What you have to do :: Two lines mark the range in the entries below: the one holding "filename todo-shared/src/auth/jwt.rs" and the one holding "before (Unix timestamp)". Set down those two and all lines between them, exactly.

Listed records ::
=== Section Start ===
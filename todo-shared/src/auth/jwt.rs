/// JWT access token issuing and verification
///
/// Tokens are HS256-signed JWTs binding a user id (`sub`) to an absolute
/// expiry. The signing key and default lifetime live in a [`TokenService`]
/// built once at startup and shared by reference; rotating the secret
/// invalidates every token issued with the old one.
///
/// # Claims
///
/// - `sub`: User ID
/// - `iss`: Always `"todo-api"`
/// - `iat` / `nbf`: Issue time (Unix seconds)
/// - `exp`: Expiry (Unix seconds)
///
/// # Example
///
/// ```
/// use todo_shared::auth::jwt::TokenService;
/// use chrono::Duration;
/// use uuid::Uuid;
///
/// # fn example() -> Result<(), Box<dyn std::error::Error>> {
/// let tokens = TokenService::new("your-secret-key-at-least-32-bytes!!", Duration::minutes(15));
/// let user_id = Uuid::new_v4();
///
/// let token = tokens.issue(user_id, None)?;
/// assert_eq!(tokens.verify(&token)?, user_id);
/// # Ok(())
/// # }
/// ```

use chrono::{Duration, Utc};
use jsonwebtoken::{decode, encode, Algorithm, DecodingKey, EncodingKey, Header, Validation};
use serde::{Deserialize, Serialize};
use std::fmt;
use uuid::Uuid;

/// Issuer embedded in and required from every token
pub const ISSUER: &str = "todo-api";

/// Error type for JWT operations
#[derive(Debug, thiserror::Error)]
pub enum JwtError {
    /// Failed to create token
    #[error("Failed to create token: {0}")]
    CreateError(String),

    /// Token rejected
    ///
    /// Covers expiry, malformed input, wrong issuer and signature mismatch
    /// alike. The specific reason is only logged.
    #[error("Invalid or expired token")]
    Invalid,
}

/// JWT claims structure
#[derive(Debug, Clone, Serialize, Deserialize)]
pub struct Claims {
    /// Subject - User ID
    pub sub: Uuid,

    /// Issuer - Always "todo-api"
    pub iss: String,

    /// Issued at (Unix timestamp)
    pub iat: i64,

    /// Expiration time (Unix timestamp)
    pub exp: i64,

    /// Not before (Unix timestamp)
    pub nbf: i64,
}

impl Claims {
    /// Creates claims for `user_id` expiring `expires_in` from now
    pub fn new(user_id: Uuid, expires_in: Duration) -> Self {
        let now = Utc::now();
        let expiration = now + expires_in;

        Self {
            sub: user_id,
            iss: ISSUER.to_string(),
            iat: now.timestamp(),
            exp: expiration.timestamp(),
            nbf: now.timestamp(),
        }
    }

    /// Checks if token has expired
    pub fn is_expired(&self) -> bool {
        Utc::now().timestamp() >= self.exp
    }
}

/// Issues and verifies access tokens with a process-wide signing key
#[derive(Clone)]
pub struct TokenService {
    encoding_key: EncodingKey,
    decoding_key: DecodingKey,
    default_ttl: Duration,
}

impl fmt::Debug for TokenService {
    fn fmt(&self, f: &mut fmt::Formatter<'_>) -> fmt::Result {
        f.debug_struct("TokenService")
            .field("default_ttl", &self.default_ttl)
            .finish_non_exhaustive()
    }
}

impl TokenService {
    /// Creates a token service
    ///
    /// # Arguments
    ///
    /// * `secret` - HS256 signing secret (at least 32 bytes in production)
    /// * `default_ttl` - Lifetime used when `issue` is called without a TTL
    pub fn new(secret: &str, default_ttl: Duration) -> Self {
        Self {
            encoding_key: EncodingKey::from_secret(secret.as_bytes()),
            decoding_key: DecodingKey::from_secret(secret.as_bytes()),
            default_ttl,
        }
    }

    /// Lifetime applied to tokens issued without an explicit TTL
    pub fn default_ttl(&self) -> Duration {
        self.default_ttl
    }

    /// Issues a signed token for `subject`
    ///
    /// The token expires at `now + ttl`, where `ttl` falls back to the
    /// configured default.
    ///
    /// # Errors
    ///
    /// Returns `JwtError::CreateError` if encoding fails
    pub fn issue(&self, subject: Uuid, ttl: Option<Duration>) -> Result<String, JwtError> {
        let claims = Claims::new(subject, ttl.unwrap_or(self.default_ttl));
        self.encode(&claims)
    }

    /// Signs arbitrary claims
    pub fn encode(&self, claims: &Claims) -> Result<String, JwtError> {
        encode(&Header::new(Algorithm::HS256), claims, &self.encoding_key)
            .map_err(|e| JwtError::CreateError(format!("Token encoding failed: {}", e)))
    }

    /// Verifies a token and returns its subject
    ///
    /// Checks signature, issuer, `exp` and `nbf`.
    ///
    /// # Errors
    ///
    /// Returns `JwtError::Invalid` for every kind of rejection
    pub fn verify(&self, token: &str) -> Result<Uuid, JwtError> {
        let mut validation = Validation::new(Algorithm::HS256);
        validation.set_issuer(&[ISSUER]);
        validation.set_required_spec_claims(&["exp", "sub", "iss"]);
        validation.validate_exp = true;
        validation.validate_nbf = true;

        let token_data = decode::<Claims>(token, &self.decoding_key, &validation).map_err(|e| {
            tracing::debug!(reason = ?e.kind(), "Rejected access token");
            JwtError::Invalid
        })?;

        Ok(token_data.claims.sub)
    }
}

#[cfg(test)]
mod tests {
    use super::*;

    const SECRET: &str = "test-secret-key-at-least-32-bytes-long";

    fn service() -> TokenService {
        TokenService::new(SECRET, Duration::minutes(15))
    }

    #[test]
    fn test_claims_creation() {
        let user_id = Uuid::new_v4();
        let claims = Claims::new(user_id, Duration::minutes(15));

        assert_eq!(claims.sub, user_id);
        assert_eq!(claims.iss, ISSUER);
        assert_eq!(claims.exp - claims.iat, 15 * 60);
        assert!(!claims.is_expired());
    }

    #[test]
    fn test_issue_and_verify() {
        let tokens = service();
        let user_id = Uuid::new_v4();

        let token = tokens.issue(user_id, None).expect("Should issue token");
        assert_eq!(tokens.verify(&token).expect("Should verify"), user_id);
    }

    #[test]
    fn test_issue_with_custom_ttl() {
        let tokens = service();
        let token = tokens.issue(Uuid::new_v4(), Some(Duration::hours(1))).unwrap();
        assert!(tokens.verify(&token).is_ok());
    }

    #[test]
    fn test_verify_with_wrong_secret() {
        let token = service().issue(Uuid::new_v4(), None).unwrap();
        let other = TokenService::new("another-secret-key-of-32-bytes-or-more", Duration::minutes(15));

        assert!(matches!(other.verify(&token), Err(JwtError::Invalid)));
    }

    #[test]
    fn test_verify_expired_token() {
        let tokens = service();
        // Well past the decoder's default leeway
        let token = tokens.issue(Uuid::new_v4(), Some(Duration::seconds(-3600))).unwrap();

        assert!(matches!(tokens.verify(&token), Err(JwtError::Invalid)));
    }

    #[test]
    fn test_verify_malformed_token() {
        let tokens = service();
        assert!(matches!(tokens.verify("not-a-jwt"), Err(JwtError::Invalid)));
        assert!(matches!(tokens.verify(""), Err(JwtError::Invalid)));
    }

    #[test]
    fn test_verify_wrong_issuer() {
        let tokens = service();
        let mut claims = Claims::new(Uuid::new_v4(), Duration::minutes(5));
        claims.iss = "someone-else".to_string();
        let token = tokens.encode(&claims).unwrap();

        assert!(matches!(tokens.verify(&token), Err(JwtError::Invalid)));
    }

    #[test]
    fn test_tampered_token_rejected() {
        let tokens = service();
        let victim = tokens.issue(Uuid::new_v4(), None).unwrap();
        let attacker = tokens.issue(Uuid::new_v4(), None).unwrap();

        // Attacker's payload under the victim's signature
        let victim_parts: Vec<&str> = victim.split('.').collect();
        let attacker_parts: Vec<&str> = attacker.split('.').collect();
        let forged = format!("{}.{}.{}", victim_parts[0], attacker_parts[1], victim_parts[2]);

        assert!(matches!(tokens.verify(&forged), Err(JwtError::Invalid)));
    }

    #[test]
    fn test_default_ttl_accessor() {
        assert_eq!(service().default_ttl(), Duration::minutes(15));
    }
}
=== Section End ===
=== Section Start ===
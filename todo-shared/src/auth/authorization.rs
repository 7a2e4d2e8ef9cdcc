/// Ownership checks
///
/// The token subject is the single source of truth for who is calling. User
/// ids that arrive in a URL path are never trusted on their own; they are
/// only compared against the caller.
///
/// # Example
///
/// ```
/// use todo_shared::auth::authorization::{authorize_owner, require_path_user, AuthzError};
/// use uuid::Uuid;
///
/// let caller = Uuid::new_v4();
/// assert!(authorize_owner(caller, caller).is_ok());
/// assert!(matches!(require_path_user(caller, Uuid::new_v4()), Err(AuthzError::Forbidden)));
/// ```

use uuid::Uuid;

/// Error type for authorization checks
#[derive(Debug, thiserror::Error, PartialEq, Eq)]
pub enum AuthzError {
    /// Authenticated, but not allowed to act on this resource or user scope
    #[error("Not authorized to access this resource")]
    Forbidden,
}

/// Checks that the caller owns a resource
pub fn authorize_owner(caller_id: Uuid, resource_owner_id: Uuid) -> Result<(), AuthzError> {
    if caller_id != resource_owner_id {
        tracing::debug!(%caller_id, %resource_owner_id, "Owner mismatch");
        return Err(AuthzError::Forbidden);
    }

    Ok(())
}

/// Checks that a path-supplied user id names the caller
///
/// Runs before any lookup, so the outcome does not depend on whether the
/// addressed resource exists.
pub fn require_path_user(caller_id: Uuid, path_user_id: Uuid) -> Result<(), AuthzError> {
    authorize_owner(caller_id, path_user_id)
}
=== Section End ===
Output ::
filename todo-shared/src/auth/jwt.rs
/// JWT access token issuing and verification
///
/// Tokens are HS256-signed JWTs binding a user id (`sub`) to an absolute
/// expiry. The signing key and default lifetime live in a [`TokenService`]
/// built once at startup and shared by reference; rotating the secret
/// invalidates every token issued with the old one.
///
/// # Claims
///
/// - `sub`: User ID
/// - `iss`: Always `"todo-api"`
/// - `iat` / `nbf`: Issue time (Unix seconds)
/// - `exp`: Expiry (Unix seconds)
///
/// # Example
///
/// ```
/// use todo_shared::auth::jwt::TokenService;
/// use chrono::Duration;
/// use uuid::Uuid;
///
/// # fn example() -> Result<(), Box<dyn std::error::Error>> {
/// let tokens = TokenService::new("your-secret-key-at-least-32-bytes!!", Duration::minutes(15));
/// let user_id = Uuid::new_v4();
///
/// let token = tokens.issue(user_id, None)?;
/// assert_eq!(tokens.verify(&token)?, user_id);
/// # Ok(())
/// # }
/// ```

use chrono::{Duration, Utc};
use jsonwebtoken::{decode, encode, Algorithm, DecodingKey, EncodingKey, Header, Validation};
use serde::{Deserialize, Serialize};
use std::fmt;
use uuid::Uuid;

/// Issuer embedded in and required from every token
pub const ISSUER: &str = "todo-api";

/// Error type for JWT operations
#[derive(Debug, thiserror::Error)]
pub enum JwtError {
    /// Failed to create token
    #[error("Failed to create token: {0}")]
    CreateError(String),

    /// Token rejected
    ///
    /// Covers expiry, malformed input, wrong issuer and signature mismatch
    /// alike. The specific reason is only logged.
    #[error("Invalid or expired token")]
    Invalid,
}

/// JWT claims structure
#[derive(Debug, Clone, Serialize, Deserialize)]
pub struct Claims {
    /// Subject - User ID
    pub sub: Uuid,

    /// Issuer - Always "todo-api"
    pub iss: String,

    /// Issued at (Unix timestamp)
    pub iat: i64,

    /// Expiration time (Unix timestamp)
    pub exp: i64,

    /// Not before (Unix timestamp)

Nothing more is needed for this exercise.